- Frequency: Annual
- Country: United States
- Years active: 1978–present
- Founder: Bob Geoghan
- Participants: High school basketball players
- Sponsor: McDonald's

= McDonald's All-American Game =

All-star basketball game for high school graduates

The McDonald's All-American Game is an American all-star basketball game played each year for boys' and girls' high school basketball graduates. Consisting of the top players, each team plays a single exhibition game after the conclusion of the high-school basketball season, in an East vs. West format. As part of the annual event, boys and girls compete in a slam dunk contest and a three-point shooting competition, and compete alongside All-American Game alumni in a timed team shootout. The last of these competitions replaced separate overall timed skills competitions for boys and girls. While it is rare for girls to compete in the slam dunk contest, occasionally a girl will elect to participate. The contest has been won by a girl three times: Candace Parker won in 2004, Fran Belibi in 2019, and most recently in 2022 by Ashlyn Watkins. The boys' game has been played annually since 1978, and the girls' game has been played annually since 2002.

The McDonald's All-American designation began in 1977 with the selection of the inaugural team. That year, the All-Americans played in the McDonald's Capital Classic all-star game against a group of high school stars from the Washington, D.C. area.
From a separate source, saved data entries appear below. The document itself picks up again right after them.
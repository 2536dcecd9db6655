use serde::Deserialize;
use std::collections::BTreeMap;
use std::fs;
use std::net::SocketAddr;
use std::path::{Path, PathBuf};
use std::time::Duration;

use crate::constants::{
    DEFAULT_BUSY_TIMEOUT_MS, DEFAULT_CHUNK_SIZE, DEFAULT_FAILURE_RATE_THRESHOLD,
    DEFAULT_MAX_RETRIES, DEFAULT_POOL_SIZE, DEFAULT_RETRY_DELAY_MS, MAX_RETRY_DELAY_MS,
};
use crate::error::{EtlError, Result};
use crate::pipeline::cleaner::{CleanerOptions, EnumMatching};
use crate::pipeline::loader::LoadSettings;
use crate::pipeline::record_types::RecordType;
use crate::pipeline::runner::PipelineRunner;
use crate::pipeline::schema::TableSchema;
use crate::source::WorksheetSelector;

/// Resolved configuration. Built once at startup and passed around immutably.
#[derive(Debug, Clone, Deserialize)]
pub struct EtlConfig {
    #[serde(default)]
    pub source: SourceConfig,
    #[serde(default)]
    pub destination: DestinationConfig,
    #[serde(default)]
    pub load: LoadConfig,
    #[serde(default = "default_failure_rate_threshold")]
    pub failure_rate_threshold: f64,
    #[serde(default = "default_true")]
    pub day_first: bool,
    #[serde(default)]
    pub enum_matching: EnumMatching,
    #[serde(default = "default_true")]
    pub require_rows: bool,
    #[serde(default = "default_log_dir")]
    pub log_dir: PathBuf,
    #[serde(default)]
    pub metrics_addr: Option<SocketAddr>,
    #[serde(default)]
    pub pipelines: BTreeMap<String, PipelineConfig>,
    /// Replacement target schemas, keyed by pipeline name.
    #[serde(default)]
    pub schemas: BTreeMap<String, TableSchema>,
}

#[derive(Debug, Clone, Copy, PartialEq, Eq, Default, Deserialize)]
#[serde(rename_all = "snake_case")]
pub enum SourceKind {
    #[default]
    CsvDir,
    JsonValues,
}

#[derive(Debug, Clone, Default, Deserialize)]
pub struct SourceConfig {
    #[serde(default)]
    pub kind: SourceKind,
    #[serde(default)]
    pub locator: String,
}

#[derive(Debug, Clone, Deserialize)]
pub struct DestinationConfig {
    #[serde(default = "default_database_path")]
    pub database_path: PathBuf,
    #[serde(default = "default_pool_size")]
    pub pool_size: usize,
    #[serde(default = "default_busy_timeout_ms")]
    pub busy_timeout_ms: u64,
}

impl Default for DestinationConfig {
    fn default() -> Self {
        Self {
            database_path: default_database_path(),
            pool_size: DEFAULT_POOL_SIZE,
            busy_timeout_ms: DEFAULT_BUSY_TIMEOUT_MS,
        }
    }
}

#[derive(Debug, Clone, Deserialize)]
pub struct LoadConfig {
    #[serde(default = "default_chunk_size")]
    pub chunk_size: usize,
    #[serde(default = "default_max_retries")]
    pub max_retries: u32,
    #[serde(default = "default_retry_delay_ms")]
    pub retry_delay_ms: u64,
}

impl Default for LoadConfig {
    fn default() -> Self {
        Self {
            chunk_size: DEFAULT_CHUNK_SIZE,
            max_retries: DEFAULT_MAX_RETRIES,
            retry_delay_ms: DEFAULT_RETRY_DELAY_MS,
        }
    }
}

#[derive(Debug, Clone, Deserialize)]
pub struct PipelineConfig {
    #[serde(default)]
    pub worksheet: Option<WorksheetSelector>,
    #[serde(default = "default_true")]
    pub enabled: bool,
}

fn default_true() -> bool {
    true
}
fn default_failure_rate_threshold() -> f64 {
    DEFAULT_FAILURE_RATE_THRESHOLD
}
fn default_log_dir() -> PathBuf {
    PathBuf::from("logs")
}
fn default_database_path() -> PathBuf {
    PathBuf::from("fishfarm.db")
}
fn default_pool_size() -> usize {
    DEFAULT_POOL_SIZE
}
fn default_busy_timeout_ms() -> u64 {
    DEFAULT_BUSY_TIMEOUT_MS
}
fn default_chunk_size() -> usize {
    DEFAULT_CHUNK_SIZE
}
fn default_max_retries() -> u32 {
    DEFAULT_MAX_RETRIES
}
fn default_retry_delay_ms() -> u64 {
    DEFAULT_RETRY_DELAY_MS
}

impl EtlConfig {
    /// Read `path`, apply `ETL_*` environment overrides and validate.
    pub fn load(path: impl AsRef<Path>) -> Result<Self> {
        let path = path.as_ref();
        let content = fs::read_to_string(path).map_err(|e| {
            EtlError::Config(format!("Failed to read config file '{}': {}", path.display(), e))
        })?;

        let mut config = Self::from_toml_str(&content)?;
        config.apply_overrides(|key| std::env::var(key).ok())?;
        config.validate()?;
        Ok(config)
    }

    pub fn from_toml_str(content: &str) -> Result<Self> {
        toml::from_str(content).map_err(|e| EtlError::Config(format!("invalid config: {e}")))
    }

    /// Apply overrides from a key lookup (the process environment in practice).
    pub fn apply_overrides<F>(&mut self, lookup: F) -> Result<()>
    where
        F: Fn(&str) -> Option<String>,
    {
        if let Some(locator) = lookup("ETL_SOURCE_LOCATOR") {
            self.source.locator = locator;
        }
        if let Some(path) = lookup("ETL_DATABASE_PATH") {
            self.destination.database_path = PathBuf::from(path);
        }
        if let Some(raw) = lookup("ETL_CHUNK_SIZE") {
            self.load.chunk_size = parse_override("ETL_CHUNK_SIZE", &raw)?;
        }
        if let Some(raw) = lookup("ETL_FAILURE_RATE_THRESHOLD") {
            self.failure_rate_threshold = parse_override("ETL_FAILURE_RATE_THRESHOLD", &raw)?;
        }
        Ok(())
    }

    pub fn validate(&self) -> Result<()> {
        if self.source.locator.trim().is_empty() {
            return Err(EtlError::Config(
                "source.locator is not set (config or ETL_SOURCE_LOCATOR)".to_string(),
            ));
        }
        if !(0.0..=1.0).contains(&self.failure_rate_threshold) {
            return Err(EtlError::Config(format!(
                "failure_rate_threshold must be within [0, 1], got {}",
                self.failure_rate_threshold
            )));
        }
        if self.load.chunk_size == 0 {
            return Err(EtlError::Config("load.chunk_size must be positive".to_string()));
        }
        if self.destination.pool_size == 0 {
            return Err(EtlError::Config(
                "destination.pool_size must be positive".to_string(),
            ));
        }
        for name in self.pipelines.keys() {
            name.parse::<RecordType>()?;
        }
        for (name, schema) in &self.schemas {
            name.parse::<RecordType>()?;
            schema.validate()?;
        }
        Ok(())
    }

    pub fn load_settings(&self) -> LoadSettings {
        LoadSettings {
            chunk_size: self.load.chunk_size,
            max_retries: self.load.max_retries,
            retry_delay: Duration::from_millis(self.load.retry_delay_ms.min(MAX_RETRY_DELAY_MS)),
        }
    }

    pub fn cleaner_options(&self) -> CleanerOptions {
        CleanerOptions {
            day_first: self.day_first,
            enum_matching: self.enum_matching,
        }
    }

    pub fn runner(&self) -> PipelineRunner {
        PipelineRunner::new(self.failure_rate_threshold, self.require_rows)
    }

    pub fn busy_timeout(&self) -> Duration {
        Duration::from_millis(self.destination.busy_timeout_ms)
    }

    pub fn worksheet_for(&self, record_type: RecordType) -> WorksheetSelector {
        self.pipelines
            .get(record_type.name())
            .and_then(|p| p.worksheet.clone())
            .unwrap_or_else(|| record_type.default_worksheet())
    }

    pub fn schema_for(&self, record_type: RecordType) -> TableSchema {
        self.schemas
            .get(record_type.name())
            .cloned()
            .unwrap_or_else(|| record_type.schema())
    }

    pub fn is_enabled(&self, record_type: RecordType) -> bool {
        self.pipelines
            .get(record_type.name())
            .map_or(true, |p| p.enabled)
    }
}

fn parse_override<T: std::str::FromStr>(key: &str, raw: &str) -> Result<T>
where
    T::Err: std::fmt::Display,
{
    raw.trim()
        .parse()
        .map_err(|e| EtlError::Config(format!("{key}='{raw}' is invalid: {e}")))
}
The following year, the McDonald's All American Game began with a boys contest between the East and West squads. In 2002, with the addition of a girls contest, the current girl-game / boy-game doubleheader format began.

The McDonald's All-American Team is the best-known of the American high-school basketball All-American teams. Designation as a McDonald's All-American instantly brands a player as one of the top high-school players in the United States. Selected athletes often go on to compete in college basketball. All but four of the teams to win the NCAA men's championship since 1978 have had at least one McDonald's All-American on their rosters. The exceptions are the 2002 Maryland Terrapins, the 2014 UConn Huskies, the 2021 Baylor Bears, and the 2023 UConn Huskies. The 2023 Final Four was the first in which no McDonald's All-Americans participated.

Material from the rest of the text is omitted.